An example for radix-4 modified Booth algorithm is shown in Figure 5 [18]

Figure 5. Example for a Modified Booth multiplication [4]
There are \( n/2 = 3 \) steps in this multiplication and in each step two multiplier bits are considered. As a result, all shift operations are two bit positions shift and an additional bit for storing the correct sign is required to properly handle the addition of \( 2A \).

### 3.1 Booth Encoder and PPG proposed by Ohkubo

Ohkubo, *et al.*, developed a CMOS multiplier using pass transistor multiplexer.

![Booth encoder](image1.png)

Figure 6. Booth encoder [2]

There were three control signals for complement, shifting and direction. The complement signal was generated by XOR function and the Shift by the AND and MUX operation. The partial products were obtained by the NAND and XOR operations.

![Pass-transistor multiplexer circuit](image2.png)

Figure 7. Pass-transistor multiplexer circuit [2]
The multiplexer used in Booth encoder itself used 8 transistors which used separate transistors to design nMOS and pMOS.

![Partial Product Generator](image)

Figure 8. Partial Product Generator [2]

The PPG was implemented using NAND and XOR gates. Here the inputs were the control signals generated by the Booth encoder and these signals were used to output the data inputs $X_i$ and $X_{i-1}$.
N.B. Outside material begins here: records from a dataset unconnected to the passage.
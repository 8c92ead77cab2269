//! # RC Drive Bridge
//!
//! Drive a two-wheeled robot from a hobby RC receiver.
//!
//! Edges from the configured source are time-stamped into the capture units,
//! the control loop turns them into drive commands at 1 kHz, and the status
//! display reports both channels every 100 ms.

use anyhow::{Context, Result};
use clap::Parser;
use std::path::{Path, PathBuf};
use std::sync::atomic::{AtomicBool, Ordering};
use std::sync::Arc;
use tokio::sync::watch;
use tracing::{info, warn};
use tracing_appender::non_blocking::WorkerGuard;
use tracing_subscriber::prelude::*;
use tracing_subscriber::{fmt, EnvFilter};

use rc_drive_bridge::capture::source::{
    spawn_edge_source, EdgeDispatcher, EdgeSource, SyntheticReceiver, TraceReplay,
};
use rc_drive_bridge::capture::timer::HostTimer;
use rc_drive_bridge::capture::CaptureBank;
use rc_drive_bridge::config::{Config, InputSource, LoggingConfig};
use rc_drive_bridge::control::{ControlLoop, ControlStatus};
use rc_drive_bridge::motor::{DryRunMotors, MotorLink, MotorOutput};
use rc_drive_bridge::telemetry::{run_status_display, StatusLogger};

/// Configuration file used when `--config` is not given
const DEFAULT_CONFIG_PATH: &str = "config/default.toml";

/// Name of the rolling diagnostic log file
const LOG_FILE_NAME: &str = "rc-drive-bridge.log";

#[derive(Parser, Debug)]
#[command(author, version, about, long_about = None)]
struct Args {
    /// Configuration file
    #[arg(long, short, default_value = DEFAULT_CONFIG_PATH)]
    config: PathBuf,

    /// Replay a JSONL edge trace instead of the configured input
    #[arg(long, short)]
    trace: Option<PathBuf>,
}

/// Main entry point for RC Drive Bridge
///
/// # Control Flow
///
/// 1. **Initialization**
///    - Load configuration and set up logging
///    - Open the motor controller (or a dry-run output)
///    - Start the edge source thread
///
/// 2. **Run**
///    - Control loop task: watchdog, validation and mixing every cycle
///    - Display task: one status line (and telemetry record) per interval
///
/// 3. **Graceful Shutdown** on Ctrl+C
///    - Stop both tasks; the control loop stops the motors on its way out
///    - Stop the edge source and join its thread
#[tokio::main]
async fn main() -> Result<()> {
    let args = Args::parse();
    let (config, from_file) = load_config(&args)?;
    let _log_guard = init_logging(&config.logging);

    info!("RC Drive Bridge v{} starting...", env!("CARGO_PKG_VERSION"));
    if !from_file {
        info!("{} not found, using built-in defaults", DEFAULT_CONFIG_PATH);
    }

    let timer = Arc::new(HostTimer::new(config.timer.tick_period_ns));
    let bank = Arc::new(CaptureBank::new());

    let mut motors: Box<dyn MotorOutput> = if config.motor.enabled {
        let link = MotorLink::open(&config.motor.port, config.motor.baud_rate)?;
        info!("Motor controller on {}", link.device_path());
        Box::new(link)
    } else {
        info!("Motor output disabled, logging commands only");
        Box::new(DryRunMotors::new())
    };

    let logger = if config.telemetry.enabled {
        Some(StatusLogger::from_config(&config.telemetry)?)
    } else {
        None
    };

    // Edge source thread
    let stop_edges = Arc::new(AtomicBool::new(false));
    let dispatcher = Arc::new(EdgeDispatcher::new(bank.clone(), timer.clone()));
    let edge_thread = spawn_edge_source(build_edge_source(&config)?, dispatcher, stop_edges.clone())?;

    // Control and display tasks
    let (status_tx, status_rx) = watch::channel(ControlStatus::default());
    let (shutdown_tx, shutdown_rx) = watch::channel(false);

    let control = ControlLoop::new(bank, timer.clone(), config.pulse_limits(), config.build_mixer());
    let poll_interval = config.poll_interval();
    let control_shutdown = shutdown_rx.clone();
    let control_task = tokio::spawn(async move {
        control.run(&mut *motors, poll_interval, status_tx, control_shutdown).await
    });

    let display_task = tokio::spawn(run_status_display(
        status_rx,
        timer.clone(),
        config.timer.tick_period_ns,
        config.display_interval(),
        logger,
        shutdown_rx,
    ));

    info!("Press Ctrl+C to exit");
    tokio::signal::ctrl_c().await.context("Failed to listen for Ctrl+C")?;
    info!("Received Ctrl+C, shutting down...");

    let _ = shutdown_tx.send(true);
    stop_edges.store(true, Ordering::Relaxed);

    let final_status = control_task.await.context("Control task failed")?;
    let lines = display_task.await.context("Display task failed")?;

    match edge_thread.join() {
        Ok(Ok(())) => {}
        Ok(Err(e)) => warn!("Edge source failed: {}", e),
        Err(_) => warn!("Edge source thread panicked"),
    }

    info!(
        "Stopped after {} control cycles ({} status lines)",
        final_status.cycles, lines
    );
    Ok(())
}

/// Loads the configuration and applies command line overrides.
///
/// Returns whether a file was read; a missing default file falls back to
/// built-in defaults, any other missing file is an error.
fn load_config(args: &Args) -> Result<(Config, bool)> {
    let use_defaults = args.config == Path::new(DEFAULT_CONFIG_PATH) && !args.config.exists();

    let mut config = if use_defaults {
        Config::default()
    } else {
        Config::load(&args.config)
            .with_context(|| format!("Failed to load {}", args.config.display()))?
    };

    if let Some(trace) = &args.trace {
        config.input.source = InputSource::Trace;
        config.input.trace_path = Some(trace.to_string_lossy().into_owned());
    }
    config.validate()?;

    Ok((config, !use_defaults))
}

/// Stderr logging plus an optional daily rolling file.
///
/// The returned guard must live until exit so buffered file lines are written.
fn init_logging(logging: &LoggingConfig) -> Option<WorkerGuard> {
    let filter = EnvFilter::try_from_default_env().unwrap_or_else(|_| EnvFilter::new("info"));
    let stderr = fmt::layer().with_writer(std::io::stderr);

    match &logging.file_dir {
        Some(dir) => {
            let (writer, guard) =
                tracing_appender::non_blocking(tracing_appender::rolling::daily(dir, LOG_FILE_NAME));
            tracing_subscriber::registry()
                .with(filter)
                .with(stderr)
                .with(fmt::layer().with_ansi(false).with_writer(writer))
                .init();
            Some(guard)
        }
        None => {
            tracing_subscriber::registry().with(filter).with(stderr).init();
            None
        }
    }
}

fn build_edge_source(config: &Config) -> Result<Box<dyn EdgeSource>> {
    match config.input.source {
        InputSource::Synthetic => {
            let [ch0, ch1] = config.input.synthetic_pulse_us;
            info!("Synthetic receiver: ch0 {} us, ch1 {} us", ch0, ch1);
            Ok(Box::new(SyntheticReceiver::new(
                config.input.synthetic_pulse_us,
                config.input.frame_period_us,
            )))
        }
        InputSource::Trace => {
            let path = config
                .input
                .trace_path
                .as_deref()
                .context("trace_path is not set")?;
            let replay = TraceReplay::load(path)
                .with_context(|| format!("Failed to load edge trace {}", path))?;
            info!(
                "Replaying {} edges ({} ms) from {}",
                replay.events().len(),
                replay.duration_us() / 1000,
                path
            );
            Ok(Box::new(replay))
        }
    }
}
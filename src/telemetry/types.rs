//! Status record and display line

use chrono::{SecondsFormat, Utc};
use serde::{Deserialize, Serialize};

use crate::capture::timer::ticks_to_us;
use crate::capture::CHANNEL_COUNT;
use crate::control::mixer::DriveCommand;
use crate::control::{ChannelStatus, ControlStatus};

/// One channel as logged
#[derive(Debug, Clone, Copy, PartialEq, Eq, Serialize, Deserialize)]
pub struct ChannelRecord {
    /// Live pulse width in microseconds, zero while untrusted
    pub width_us: u32,
    pub error_credit: u8,
    pub trusted: bool,
}

impl ChannelRecord {
    fn from_status(status: &ChannelStatus, tick_period_ns: u32) -> Self {
        Self {
            width_us: ticks_to_us(status.width_ticks, tick_period_ns),
            error_credit: status.error_credit,
            trusted: status.trusted,
        }
    }
}

/// One line of the status log
#[derive(Debug, Clone, PartialEq, Eq, Serialize, Deserialize)]
pub struct StatusRecord {
    /// RFC 3339 wall clock time
    pub timestamp: String,
    pub uptime_ms: u32,
    pub cycles: u64,
    pub channels: [ChannelRecord; CHANNEL_COUNT],
    pub command: DriveCommand,
}

impl StatusRecord {
    /// Snapshot `status`, stamped with the current time
    pub fn new(status: &ControlStatus, uptime_ms: u32, tick_period_ns: u32) -> Self {
        Self {
            timestamp: Utc::now().to_rfc3339_opts(SecondsFormat::Millis, true),
            uptime_ms,
            cycles: status.cycles,
            channels: [
                ChannelRecord::from_status(&status.channels[0], tick_period_ns),
                ChannelRecord::from_status(&status.channels[1], tick_period_ns),
            ],
            command: status.command,
        }
    }
}

/// Formats the periodic display line.
///
/// A trusted channel shows its width in µs, an untrusted one shows the
/// remaining error credit.
///
/// # Examples
///
/// ```
/// use rc_drive_bridge::control::ControlStatus;
/// use rc_drive_bridge::telemetry::format_status_line;
///
/// let line = format_status_line(&ControlStatus::default(), 1_500, 3_200);
/// assert_eq!(line, "t=1.5s ch0 wait(0) ch1 wait(0) drive L+0 R+0");
/// ```
pub fn format_status_line(status: &ControlStatus, uptime_ms: u32, tick_period_ns: u32) -> String {
    let channel = |c: &ChannelStatus| {
        if c.trusted && c.width_ticks != 0 {
            format!("{}us", ticks_to_us(c.width_ticks, tick_period_ns))
        } else {
            format!("wait({})", c.error_credit)
        }
    };

    format!(
        "t={}.{}s ch0 {} ch1 {} drive L{:+} R{:+}",
        uptime_ms / 1000,
        uptime_ms % 1000 / 100,
        channel(&status.channels[0]),
        channel(&status.channels[1]),
        status.command.left,
        status.command.right,
    )
}
//! # Error Types
//!
//! Custom error types for RC Drive Bridge using `thiserror`.
//!
//! Signal faults (stale receiver, malformed pulses) are not errors: they are
//! absorbed by the validator as error credit. Only I/O, configuration and
//! setup failures surface here.

use thiserror::Error;

/// Main error type for RC Drive Bridge
#[derive(Debug, Error)]
pub enum RcBridgeError {
    /// Configuration errors
    #[error("Configuration error: {0}")]
    Config(#[from] toml::de::Error),

    /// I/O errors
    #[error("I/O error: {0}")]
    Io(#[from] std::io::Error),

    /// Serial port errors on the motor link
    #[error("Serial port error: {0}")]
    Serial(String),

    /// No motor controller found on any of the tried ports
    #[error("Motor controller not found (tried: {0})")]
    MotorLinkNotFound(String),

    /// Malformed edge trace
    #[error("Edge trace error: {0}")]
    Trace(String),

    /// JSON encoding or decoding errors
    #[error("JSON error: {0}")]
    Json(#[from] serde_json::Error),

    /// Telemetry file handling errors
    #[error("Telemetry error: {0}")]
    Telemetry(String),
}

/// Result type alias for RC Drive Bridge
pub type Result<T> = std::result::Result<T, RcBridgeError>;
Ohkubo, et al., work provided a speed advantage over conventional CMOS circuits because the critical path gate stages were minimized using pass transistor multiplexer. The drawback of Ohkubo’s work was that it consisted of more transistors and it produced unnecessary glitches by the partial product generator. According to his design; any change in the value of the partial products also caused a change all along the multiplier array, and the final adder. This energy dissipation associated with the glitches in the modified Booth algorithm was an important portion of the total energy dissipation of the whole multiplier and the issue has been dealt by Fried [7] in his work. The total number of transistors for the encoder and selector logic added up to 48 transistors which occupied a large amount of space.
3.2 Booth Encoder and PPG proposed by Goto

Goto, et al., was successful in reducing the number of transistors when compared with Ohkubo’s work [3]. In Goto's work, there were two control signals used for generation of sign of the partial product: $M_j$ (for negative) and $PL_j$ (for positive). The modified Booth Selector required four multiplexers which consumed a large area. Booth encoder and PPG module constitute one third part of the entire multiplier design. In fact, Goto's work used the multiplicand as the select signals in the selector, which was very different from the conventional method which used the encoded signals as the select signals. However, encoded signals ran through the two multiplexers in series, thus incurred more delay than some other multipliers which were developed in later periods. Five gates were needed on the critical path. The truth table for the Booth encoding as per Goto’s work is given in Table 4.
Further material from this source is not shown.